*Exercise:*
Return every line of the entries that includes the word "impl".

►

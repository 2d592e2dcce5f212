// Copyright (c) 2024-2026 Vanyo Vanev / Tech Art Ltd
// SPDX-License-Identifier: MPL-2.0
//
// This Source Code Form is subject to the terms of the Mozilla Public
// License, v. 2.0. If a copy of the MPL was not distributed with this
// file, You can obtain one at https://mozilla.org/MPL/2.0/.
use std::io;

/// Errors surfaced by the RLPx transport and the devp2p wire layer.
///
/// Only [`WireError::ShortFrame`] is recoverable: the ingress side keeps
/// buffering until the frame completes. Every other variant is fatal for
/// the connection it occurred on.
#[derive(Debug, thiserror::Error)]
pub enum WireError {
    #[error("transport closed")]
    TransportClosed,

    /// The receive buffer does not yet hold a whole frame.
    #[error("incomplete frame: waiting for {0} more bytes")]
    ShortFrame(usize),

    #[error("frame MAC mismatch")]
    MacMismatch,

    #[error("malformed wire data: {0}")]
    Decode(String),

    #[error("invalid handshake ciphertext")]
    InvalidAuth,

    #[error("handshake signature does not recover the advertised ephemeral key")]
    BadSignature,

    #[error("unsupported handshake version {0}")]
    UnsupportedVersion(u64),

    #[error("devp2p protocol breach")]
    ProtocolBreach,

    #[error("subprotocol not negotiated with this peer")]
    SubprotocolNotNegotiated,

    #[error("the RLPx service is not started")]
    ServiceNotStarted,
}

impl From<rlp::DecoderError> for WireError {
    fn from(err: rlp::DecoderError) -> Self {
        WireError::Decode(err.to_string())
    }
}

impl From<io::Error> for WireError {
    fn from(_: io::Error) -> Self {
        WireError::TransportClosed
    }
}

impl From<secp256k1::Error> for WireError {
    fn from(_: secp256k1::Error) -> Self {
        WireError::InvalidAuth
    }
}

◄

*Exercise solution:*
impl From<rlp::DecoderError> for WireError {
impl From<io::Error> for WireError {
impl From<secp256k1::Error> for WireError {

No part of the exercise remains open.